Showing posts with label China Mieville. Show all posts
Showing posts with label China Mieville. Show all posts

Write about something you DON'T know about. Go on. I dare you!

This post was so popular on Authors Electric earlier this week that I thought it would be worthwhile reblogging here, on my own blog, for anyone who might have missed it.

Many years ago, I was asked to judge a writing competition for local schools. I was never very sure – and neither were the schools apparently – whether the competition in question involved creative writing or factual non-fiction, but most years the subjects, set by a committee rather than by me, allowed the primary schools to be creative while demanding that the older kids were restricted to factual essays. Let’s leave aside for a moment the iniquities of restricting to non fiction those secondary pupils who might have wanted to write stories. But the younger children were at least allowed to indulge their imaginations. Supposedly.

The first year was a pleasure, albeit rather a mixed one. It was clear that either some kids were prodigies – which was possible, I suppose, but so many in such a small area? – or they had had considerable parental help. As a general rule, though, most of these beautifully constructed, highly polished efforts were lacking in imagination. Long before that person in the US banned the use of excellent words like ‘said’ these kids had got the message. People exclaimed or interjected. They bellowed and screeched. Nothing was ever simple and clear. But so much of it was as dull as the proverbial ditchwater. Duller, really. Ditchwater is generally teeming with life.

There were, however, one or two misshapen but beautiful pearls among the pebbles: little stories full of energy and imagination, stories about space-men and monsters, about dragons and unicorns, about witches and warlocks when Harry Potter was perhaps only a glimmer in J K Rowling’s fertile imagination. The handwriting may have been as erratic as the spelling but there was a vigour about these that it was impossible to fake or fault and one eight year old’s effort stood out above all the rest: imaginative, enthusiastic, engaging. I can’t now remember whether it was about monsters or pirates. Perhaps it was about monster pirates from space. All I know is, it was wonderful.

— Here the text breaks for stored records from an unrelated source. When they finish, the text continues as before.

//! Start a process with a module loaded before its entry point runs.
//!
//! The child is created suspended, the module path is written into its
//! address space, `LoadLibraryW` is queued as an APC on the main thread and
//! the thread is resumed. The APC runs during loader initialisation, ahead
//! of the game's own code.

use std::ffi::c_void;
use std::os::windows::ffi::OsStrExt;
use std::path::Path;

use tracing::{debug, info, warn};
use windows::core::{s, PCWSTR, PWSTR};
use windows::Win32::Foundation::{CloseHandle, HANDLE, WAIT_FAILED};
use windows::Win32::System::Diagnostics::Debug::WriteProcessMemory;
use windows::Win32::System::LibraryLoader::{GetModuleHandleA, GetProcAddress};
use windows::Win32::System::Memory::{VirtualAllocEx, MEM_COMMIT, MEM_RESERVE, PAGE_READWRITE};
use windows::Win32::System::Threading::{
    CreateProcessW, GetExitCodeProcess, QueueUserAPC, ResumeThread, TerminateProcess,
    WaitForSingleObject, CREATE_SUSPENDED, INFINITE, PROCESS_INFORMATION, STARTUPINFOW,
};

use super::process::{GameProcess, SpawnError};
use super::request::build_command_line;

/// Closes the wrapped handle on drop.
struct HandleGuard(HANDLE);

impl Drop for HandleGuard {
    fn drop(&mut self) {
        if !self.0.is_invalid() {
            unsafe {
                let _ = CloseHandle(self.0);
            }
        }
    }
}

/// Child created with an injected module. Owns the process and main thread
/// handles.
pub struct InjectedProcess {
    pid: u32,
    process: HandleGuard,
    _thread: HandleGuard,
}

impl GameProcess for InjectedProcess {
    fn id(&self) -> u32 {
        self.pid
    }

    fn wait(&mut self) -> std::io::Result<Option<i32>> {
        unsafe {
            if WaitForSingleObject(self.process.0, INFINITE) == WAIT_FAILED {
                return Err(std::io::Error::last_os_error());
            }

            let mut exit_code = 0u32;
            GetExitCodeProcess(self.process.0, &mut exit_code)
                .map_err(|_| std::io::Error::last_os_error())?;
            Ok(Some(exit_code as i32))
        }
    }
}

fn to_wide(path: &Path) -> Vec<u16> {
    path.as_os_str()
        .encode_wide()
        .chain(std::iter::once(0))
        .collect()
}

pub fn create_with_module(
    executable: &Path,
    args: &[String],
    working_dir: &Path,
    module: &Path,
) -> Result<InjectedProcess, SpawnError> {
    let application = to_wide(executable);
    let current_dir = to_wide(working_dir);
    let mut command_line: Vec<u16> = build_command_line(&executable.to_string_lossy(), args)
        .encode_utf16()
        .chain(std::iter::once(0))
        .collect();

    let startup_info = STARTUPINFOW {
        cb: std::mem::size_of::<STARTUPINFOW>() as u32,
        ..Default::default()
    };
    let mut process_info = PROCESS_INFORMATION::default();

    unsafe {
        CreateProcessW(
            PCWSTR(application.as_ptr()),
            PWSTR(command_line.as_mut_ptr()),
            None,
            None,
            false,
            CREATE_SUSPENDED,
            None,
            PCWSTR(current_dir.as_ptr()),
            &startup_info,
            &mut process_info,
        )
        .map_err(|_| SpawnError::Create(std::io::Error::last_os_error()))?;
    }

    let process = InjectedProcess {
        pid: process_info.dwProcessId,
        process: HandleGuard(process_info.hProcess),
        _thread: HandleGuard(process_info.hThread),
    };
    info!(
        "Created suspended process PID {} TID {}",
        process_info.dwProcessId, process_info.dwThreadId
    );

    if let Err(e) = queue_module_load(process_info.hProcess, process_info.hThread, module) {
        warn!("Injection failed, terminating PID {}: {}", process.pid, e);
        unsafe {
            let _ = TerminateProcess(process_info.hProcess, 1);
        }
        return Err(SpawnError::Inject(e));
    }

    let previous = unsafe { ResumeThread(process_info.hThread) };
    if previous == u32::MAX {
        let e = std::io::Error::last_os_error();
        unsafe {
            let _ = TerminateProcess(process_info.hProcess, 1);
        }
        return Err(SpawnError::Inject(e));
    }
    debug!("Main thread resumed (previous suspend count {})", previous);

    Ok(process)
}

fn queue_module_load(process: HANDLE, thread: HANDLE, module: &Path) -> std::io::Result<()> {
    let wide = to_wide(module);
    let size = wide.len() * std::mem::size_of::<u16>();

    unsafe {
        // Read by the loader after resume; released with the process.
        let remote = VirtualAllocEx(process, None, size, MEM_COMMIT | MEM_RESERVE, PAGE_READWRITE);
        if remote.is_null() {
            return Err(std::io::Error::last_os_error());
        }

        let mut written = 0usize;
        WriteProcessMemory(
            process,
            remote,
            wide.as_ptr() as *const c_void,
            size,
            Some(&mut written),
        )
        .map_err(|_| std::io::Error::last_os_error())?;
        if written != size {
            return Err(std::io::Error::other(format!(
                "partial write of module path: {written} of {size} bytes"
            )));
        }

        let kernel32 =
            GetModuleHandleA(s!("kernel32.dll")).map_err(|_| std::io::Error::last_os_error())?;
        let load_library = GetProcAddress(kernel32, s!("LoadLibraryW")).ok_or_else(|| {
            std::io::Error::new(std::io::ErrorKind::NotFound, "LoadLibraryW not found")
        })?;

        let apc = std::mem::transmute::<
            unsafe extern "system" fn() -> isize,
            unsafe extern "system" fn(usize),
        >(load_library);
        if QueueUserAPC(Some(apc), thread, remote as usize) == 0 {
            return Err(std::io::Error::last_os_error());
        }
    }

    debug!("Queued LoadLibraryW({:?})", module);
    Ok(())
}
use std::path::PathBuf;
use std::sync::Arc;

use tracing::info;

use super::settings::{LauncherSettings, SettingsFile};
use crate::core::downloader::{Downloader, FileTransfer};
use crate::core::error::{LauncherError, LauncherResult};
use crate::core::installation::{detect_installation_type_in, GameLayout, InstallationType};
use crate::core::launch::{ProcessCreator, ProcessLauncher, SystemProcessCreator};
use crate::core::plugins::{BuildFlavor, PluginManager, PluginManifest};

/// Everything one launcher session needs, wired for a single game root.
pub struct AppState<C = SystemProcessCreator> {
    pub layout: GameLayout,
    pub settings_file: SettingsFile,
    pub settings: LauncherSettings,
    pub plugin_manager: PluginManager,
    pub launcher: ProcessLauncher<C>,
}

impl AppState<SystemProcessCreator> {
    /// Load settings and the plugin manifest for the game installed at `root`.
    pub fn new(root: PathBuf) -> LauncherResult<Self> {
        let transfer: Arc<dyn FileTransfer> = Arc::new(Downloader::new()?);
        Self::with_parts(root, transfer, SystemProcessCreator)
    }
}

impl<C: ProcessCreator> AppState<C> {
    pub fn with_parts(
        root: PathBuf,
        transfer: Arc<dyn FileTransfer>,
        creator: C,
    ) -> LauncherResult<Self> {
        let root = std::path::absolute(&root).map_err(|e| LauncherError::io(&root, e))?;
        let layout = GameLayout::new(root);

        let settings_file = SettingsFile::new(layout.settings_path());
        let defaults =
            LauncherSettings::with_installation_type(detect_installation_type_in(layout.root()));
        let settings = settings_file.load_or(defaults);

        let manifest = PluginManifest::load_or_default(&layout.manifest_path())?;
        let plugin_manager = PluginManager::new(layout.clone(), manifest, transfer);
        let launcher = ProcessLauncher::new(
            layout.clone(),
            plugin_manager.injector_module_path(),
            creator,
        );

        info!(
            "Game root {:?}, installation type {}",
            layout.root(),
            settings.installation_type
        );

        Ok(Self {
            layout,
            settings_file,
            settings,
            plugin_manager,
            launcher,
        })
    }

    /// Explicit choice first, then the stored setting.
    pub fn installation_type(&self, explicit: Option<InstallationType>) -> InstallationType {
        explicit.unwrap_or(self.settings.installation_type)
    }

    pub fn build_flavor(&self) -> BuildFlavor {
        BuildFlavor::from_plugin_logging(self.settings.enable_plugin_logging)
    }

    pub fn save_settings(&self) -> LauncherResult<()> {
        self.settings_file.save(&self.settings)
    }
}
pub mod client;

use std::path::Path;

use async_trait::async_trait;

use crate::core::error::LauncherResult;

pub use client::Downloader;

/// Fetches a remote resource into a local file, replacing prior content.
#[async_trait]
pub trait FileTransfer: Send + Sync {
    async fn fetch(&self, url: &str, dest: &Path, sha1: Option<&str>) -> LauncherResult<()>;
}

But at the prize giving, I became aware that I had chosen the wrong child. Oh, I didn’t regret it for an instant, and it was a popular choice with the audience. His mum and dad and granny and grandad and various aunties and uncles were there and it became clear that he wasn’t a child who normally won things. But the teachers didn’t look very happy and nor did the parents of the kids whose perfectly crafted efforts hadn’t reaped the expected rewards.

The following year, I was asked to judge the competition again. But this time, instead of all the entries, warts and scribbles and all, I was presented with a ‘final selection’ presumably made by the teachers: a dozen essays with very little imagination between them. I courteously declined to judge under those circumstances, and asked them to find somebody else to do it.

I’ve been thinking about all this recently, and wishing that whoever first told writers to ‘write about what they know about’ had been throttled with typewriter ribbon or possibly – since it must have been a long time ago - choked with a piece of parchment and buried at a crossroads with a quill pen through his heart.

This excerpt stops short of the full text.